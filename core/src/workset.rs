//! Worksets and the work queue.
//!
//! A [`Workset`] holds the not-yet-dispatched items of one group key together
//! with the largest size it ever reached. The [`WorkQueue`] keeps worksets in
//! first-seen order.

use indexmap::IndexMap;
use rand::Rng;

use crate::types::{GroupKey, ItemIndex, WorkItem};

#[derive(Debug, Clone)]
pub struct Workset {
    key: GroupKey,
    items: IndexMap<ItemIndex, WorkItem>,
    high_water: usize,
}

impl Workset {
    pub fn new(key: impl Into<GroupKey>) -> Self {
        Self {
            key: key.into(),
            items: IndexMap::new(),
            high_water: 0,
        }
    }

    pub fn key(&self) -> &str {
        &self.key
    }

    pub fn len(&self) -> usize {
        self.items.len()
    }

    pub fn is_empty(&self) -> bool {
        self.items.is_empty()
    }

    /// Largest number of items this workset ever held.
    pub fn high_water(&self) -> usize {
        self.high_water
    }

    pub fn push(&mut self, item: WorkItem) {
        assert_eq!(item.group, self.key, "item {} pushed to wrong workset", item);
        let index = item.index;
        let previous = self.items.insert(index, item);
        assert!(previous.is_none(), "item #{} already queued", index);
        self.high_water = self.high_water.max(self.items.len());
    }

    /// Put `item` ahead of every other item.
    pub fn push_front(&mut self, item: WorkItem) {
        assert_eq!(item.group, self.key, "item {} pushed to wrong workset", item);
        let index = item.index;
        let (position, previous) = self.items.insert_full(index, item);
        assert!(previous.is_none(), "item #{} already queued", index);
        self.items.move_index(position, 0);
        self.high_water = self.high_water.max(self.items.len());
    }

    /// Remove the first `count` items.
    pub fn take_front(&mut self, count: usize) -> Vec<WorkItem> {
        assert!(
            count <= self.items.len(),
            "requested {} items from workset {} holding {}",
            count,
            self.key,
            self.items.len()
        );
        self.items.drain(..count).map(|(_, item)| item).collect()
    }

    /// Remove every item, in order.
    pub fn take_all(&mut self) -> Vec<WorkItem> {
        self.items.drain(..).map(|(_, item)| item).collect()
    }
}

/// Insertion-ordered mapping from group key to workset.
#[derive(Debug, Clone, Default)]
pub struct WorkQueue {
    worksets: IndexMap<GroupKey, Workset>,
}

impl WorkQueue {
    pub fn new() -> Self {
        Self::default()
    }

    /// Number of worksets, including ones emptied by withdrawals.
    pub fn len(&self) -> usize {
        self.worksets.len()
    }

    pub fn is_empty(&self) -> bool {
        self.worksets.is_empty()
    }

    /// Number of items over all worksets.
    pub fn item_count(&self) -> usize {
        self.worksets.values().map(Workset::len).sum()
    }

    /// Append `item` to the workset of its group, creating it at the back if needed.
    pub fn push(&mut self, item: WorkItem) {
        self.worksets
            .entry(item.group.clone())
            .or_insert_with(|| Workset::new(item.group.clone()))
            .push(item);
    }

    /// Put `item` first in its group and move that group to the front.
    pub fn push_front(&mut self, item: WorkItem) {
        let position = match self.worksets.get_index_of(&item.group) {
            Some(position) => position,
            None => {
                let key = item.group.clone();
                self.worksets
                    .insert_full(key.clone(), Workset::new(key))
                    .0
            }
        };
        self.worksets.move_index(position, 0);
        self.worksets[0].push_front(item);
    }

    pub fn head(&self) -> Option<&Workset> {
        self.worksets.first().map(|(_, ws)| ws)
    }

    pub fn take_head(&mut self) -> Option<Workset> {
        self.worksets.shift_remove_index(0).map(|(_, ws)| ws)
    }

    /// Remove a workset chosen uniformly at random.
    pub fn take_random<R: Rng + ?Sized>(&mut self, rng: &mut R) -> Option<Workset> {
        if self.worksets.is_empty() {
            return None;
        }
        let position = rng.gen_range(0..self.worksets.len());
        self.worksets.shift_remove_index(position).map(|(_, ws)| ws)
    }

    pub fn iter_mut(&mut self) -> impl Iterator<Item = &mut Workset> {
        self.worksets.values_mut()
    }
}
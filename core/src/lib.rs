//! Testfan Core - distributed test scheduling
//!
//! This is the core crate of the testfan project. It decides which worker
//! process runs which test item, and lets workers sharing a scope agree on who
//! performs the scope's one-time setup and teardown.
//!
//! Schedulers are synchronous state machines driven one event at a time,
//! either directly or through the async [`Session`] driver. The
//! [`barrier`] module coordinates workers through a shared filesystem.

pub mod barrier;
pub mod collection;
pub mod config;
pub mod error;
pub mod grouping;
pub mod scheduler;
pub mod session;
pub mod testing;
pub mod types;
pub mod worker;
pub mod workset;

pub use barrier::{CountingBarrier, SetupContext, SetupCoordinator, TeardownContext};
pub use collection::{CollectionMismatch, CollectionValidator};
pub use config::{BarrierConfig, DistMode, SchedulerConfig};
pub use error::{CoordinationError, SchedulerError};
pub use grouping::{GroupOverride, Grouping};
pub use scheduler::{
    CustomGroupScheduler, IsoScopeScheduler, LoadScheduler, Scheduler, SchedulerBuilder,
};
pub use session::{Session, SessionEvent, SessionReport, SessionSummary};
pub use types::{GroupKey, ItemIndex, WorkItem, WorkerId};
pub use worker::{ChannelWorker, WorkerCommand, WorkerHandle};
━━━━━━━━━━━━━━━━━━━━
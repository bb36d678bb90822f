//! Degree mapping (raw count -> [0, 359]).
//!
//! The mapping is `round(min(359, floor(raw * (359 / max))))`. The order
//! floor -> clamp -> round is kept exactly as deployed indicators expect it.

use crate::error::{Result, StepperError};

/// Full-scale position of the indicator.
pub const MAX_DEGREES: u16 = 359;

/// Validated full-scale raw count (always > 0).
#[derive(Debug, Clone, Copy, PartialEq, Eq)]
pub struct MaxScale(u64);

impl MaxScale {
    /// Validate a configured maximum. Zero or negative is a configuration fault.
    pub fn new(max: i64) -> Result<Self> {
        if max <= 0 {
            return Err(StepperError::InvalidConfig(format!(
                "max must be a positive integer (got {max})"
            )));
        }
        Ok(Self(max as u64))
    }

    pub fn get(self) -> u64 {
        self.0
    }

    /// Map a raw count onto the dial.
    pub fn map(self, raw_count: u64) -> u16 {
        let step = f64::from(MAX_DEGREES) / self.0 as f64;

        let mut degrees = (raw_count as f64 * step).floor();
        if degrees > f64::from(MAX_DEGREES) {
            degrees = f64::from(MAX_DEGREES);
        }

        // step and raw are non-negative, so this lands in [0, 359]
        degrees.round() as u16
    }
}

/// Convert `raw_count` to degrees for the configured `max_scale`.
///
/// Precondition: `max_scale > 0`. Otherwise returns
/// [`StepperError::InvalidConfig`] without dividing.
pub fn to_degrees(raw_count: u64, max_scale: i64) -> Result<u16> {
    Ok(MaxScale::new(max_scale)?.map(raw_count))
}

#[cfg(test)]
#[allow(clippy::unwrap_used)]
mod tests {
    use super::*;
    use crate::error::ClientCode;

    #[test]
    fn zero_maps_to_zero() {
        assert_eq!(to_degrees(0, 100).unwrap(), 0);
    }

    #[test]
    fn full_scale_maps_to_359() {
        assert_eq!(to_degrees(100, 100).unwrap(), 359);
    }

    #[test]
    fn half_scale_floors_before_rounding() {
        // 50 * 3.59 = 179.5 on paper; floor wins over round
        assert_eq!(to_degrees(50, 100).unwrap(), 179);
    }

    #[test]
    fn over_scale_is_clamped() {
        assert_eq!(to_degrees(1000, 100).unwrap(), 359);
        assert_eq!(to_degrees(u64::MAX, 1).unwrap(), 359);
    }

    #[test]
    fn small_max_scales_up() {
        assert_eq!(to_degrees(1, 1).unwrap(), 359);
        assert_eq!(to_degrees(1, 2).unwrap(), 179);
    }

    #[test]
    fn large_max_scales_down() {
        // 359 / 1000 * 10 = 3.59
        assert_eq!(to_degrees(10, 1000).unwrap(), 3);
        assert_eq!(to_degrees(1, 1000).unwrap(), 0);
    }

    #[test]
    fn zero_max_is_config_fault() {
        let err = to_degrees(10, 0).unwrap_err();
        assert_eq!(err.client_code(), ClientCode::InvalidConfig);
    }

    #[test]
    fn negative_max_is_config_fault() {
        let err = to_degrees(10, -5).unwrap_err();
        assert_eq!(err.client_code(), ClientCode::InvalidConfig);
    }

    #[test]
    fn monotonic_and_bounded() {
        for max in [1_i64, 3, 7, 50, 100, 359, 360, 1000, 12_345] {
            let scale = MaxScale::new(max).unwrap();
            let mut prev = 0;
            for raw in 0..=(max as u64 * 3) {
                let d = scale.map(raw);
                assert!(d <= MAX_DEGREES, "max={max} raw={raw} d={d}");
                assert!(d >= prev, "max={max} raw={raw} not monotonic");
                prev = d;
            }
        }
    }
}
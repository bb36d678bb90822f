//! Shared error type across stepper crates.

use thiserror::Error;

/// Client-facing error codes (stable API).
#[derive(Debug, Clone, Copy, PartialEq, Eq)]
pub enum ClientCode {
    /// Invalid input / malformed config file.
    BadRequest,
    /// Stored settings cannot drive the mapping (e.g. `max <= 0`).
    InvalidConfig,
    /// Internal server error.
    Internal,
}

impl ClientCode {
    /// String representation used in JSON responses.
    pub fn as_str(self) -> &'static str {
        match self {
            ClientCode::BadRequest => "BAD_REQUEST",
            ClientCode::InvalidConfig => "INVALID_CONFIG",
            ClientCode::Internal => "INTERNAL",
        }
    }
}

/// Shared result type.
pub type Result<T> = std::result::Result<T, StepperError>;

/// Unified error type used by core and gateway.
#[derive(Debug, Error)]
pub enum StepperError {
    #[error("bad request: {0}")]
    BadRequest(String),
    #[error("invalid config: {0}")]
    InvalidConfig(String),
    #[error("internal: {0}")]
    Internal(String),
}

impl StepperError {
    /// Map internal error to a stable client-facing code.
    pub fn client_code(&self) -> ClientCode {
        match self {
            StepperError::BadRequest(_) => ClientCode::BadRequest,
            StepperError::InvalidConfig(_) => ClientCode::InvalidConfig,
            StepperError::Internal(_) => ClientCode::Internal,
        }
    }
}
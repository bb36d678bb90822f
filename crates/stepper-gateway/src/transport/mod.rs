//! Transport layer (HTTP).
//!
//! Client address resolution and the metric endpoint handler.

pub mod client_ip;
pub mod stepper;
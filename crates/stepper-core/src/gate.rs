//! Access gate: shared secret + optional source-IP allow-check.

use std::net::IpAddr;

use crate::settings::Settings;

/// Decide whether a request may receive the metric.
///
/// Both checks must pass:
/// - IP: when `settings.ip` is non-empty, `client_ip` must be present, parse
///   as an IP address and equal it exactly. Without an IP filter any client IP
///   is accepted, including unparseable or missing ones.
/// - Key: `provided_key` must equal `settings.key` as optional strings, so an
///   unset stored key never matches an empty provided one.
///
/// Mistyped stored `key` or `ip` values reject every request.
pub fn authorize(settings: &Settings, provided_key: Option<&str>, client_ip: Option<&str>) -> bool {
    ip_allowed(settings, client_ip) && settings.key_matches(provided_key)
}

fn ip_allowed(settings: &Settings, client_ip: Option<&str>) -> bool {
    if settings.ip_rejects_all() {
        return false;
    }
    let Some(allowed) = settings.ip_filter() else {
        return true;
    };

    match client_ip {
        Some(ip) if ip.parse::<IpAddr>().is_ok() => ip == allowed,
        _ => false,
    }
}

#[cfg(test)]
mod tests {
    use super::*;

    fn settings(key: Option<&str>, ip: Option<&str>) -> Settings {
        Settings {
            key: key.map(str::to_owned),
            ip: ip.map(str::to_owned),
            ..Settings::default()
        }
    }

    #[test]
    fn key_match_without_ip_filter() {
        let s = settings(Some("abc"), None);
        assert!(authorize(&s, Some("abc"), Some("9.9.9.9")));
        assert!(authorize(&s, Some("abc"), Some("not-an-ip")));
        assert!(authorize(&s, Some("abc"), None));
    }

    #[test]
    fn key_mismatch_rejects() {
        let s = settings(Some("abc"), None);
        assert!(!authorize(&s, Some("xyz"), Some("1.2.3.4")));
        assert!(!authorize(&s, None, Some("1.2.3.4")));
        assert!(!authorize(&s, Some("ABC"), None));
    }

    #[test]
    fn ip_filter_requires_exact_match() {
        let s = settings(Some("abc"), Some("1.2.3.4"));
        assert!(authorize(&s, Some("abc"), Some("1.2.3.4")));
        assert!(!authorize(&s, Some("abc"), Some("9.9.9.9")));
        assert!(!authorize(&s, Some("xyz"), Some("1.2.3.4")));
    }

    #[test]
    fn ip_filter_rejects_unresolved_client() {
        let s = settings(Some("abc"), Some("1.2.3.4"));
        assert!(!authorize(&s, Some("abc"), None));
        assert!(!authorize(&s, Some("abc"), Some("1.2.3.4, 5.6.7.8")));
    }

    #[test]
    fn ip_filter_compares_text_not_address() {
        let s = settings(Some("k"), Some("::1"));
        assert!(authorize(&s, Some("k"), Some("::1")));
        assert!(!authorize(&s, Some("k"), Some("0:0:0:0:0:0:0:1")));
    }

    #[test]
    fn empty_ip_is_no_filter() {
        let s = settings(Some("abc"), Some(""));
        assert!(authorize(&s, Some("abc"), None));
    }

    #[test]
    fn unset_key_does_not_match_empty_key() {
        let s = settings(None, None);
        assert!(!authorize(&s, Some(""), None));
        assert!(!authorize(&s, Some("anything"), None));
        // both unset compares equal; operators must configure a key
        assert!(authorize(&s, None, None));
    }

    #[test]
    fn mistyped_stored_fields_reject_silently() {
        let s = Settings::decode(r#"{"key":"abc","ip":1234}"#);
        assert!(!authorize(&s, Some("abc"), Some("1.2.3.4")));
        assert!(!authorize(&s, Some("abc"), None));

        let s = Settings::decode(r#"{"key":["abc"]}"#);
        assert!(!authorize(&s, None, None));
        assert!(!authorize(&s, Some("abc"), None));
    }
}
━━━━━━━━━━━━━━━━━━━━
Taking the entries above, print exactly the lines starting at the line with "pub fn key(&self)" and ending at the line with "pub fn take_front(&mut", both included.

    pub fn key(&self) -> &str {
        &self.key
    }

    pub fn len(&self) -> usize {
        self.items.len()
    }

    pub fn is_empty(&self) -> bool {
        self.items.is_empty()
    }

    /// Largest number of items this workset ever held.
    pub fn high_water(&self) -> usize {
        self.high_water
    }

    pub fn push(&mut self, item: WorkItem) {
        assert_eq!(item.group, self.key, "item {} pushed to wrong workset", item);
        let index = item.index;
        let previous = self.items.insert(index, item);
        assert!(previous.is_none(), "item #{} already queued", index);
        self.high_water = self.high_water.max(self.items.len());
    }

    /// Put `item` ahead of every other item.
    pub fn push_front(&mut self, item: WorkItem) {
        assert_eq!(item.group, self.key, "item {} pushed to wrong workset", item);
        let index = item.index;
        let (position, previous) = self.items.insert_full(index, item);
        assert!(previous.is_none(), "item #{} already queued", index);
        self.items.move_index(position, 0);
        self.high_water = self.high_water.max(self.items.len());
    }

    /// Remove the first `count` items.
    pub fn take_front(&mut self, count: usize) -> Vec<WorkItem> {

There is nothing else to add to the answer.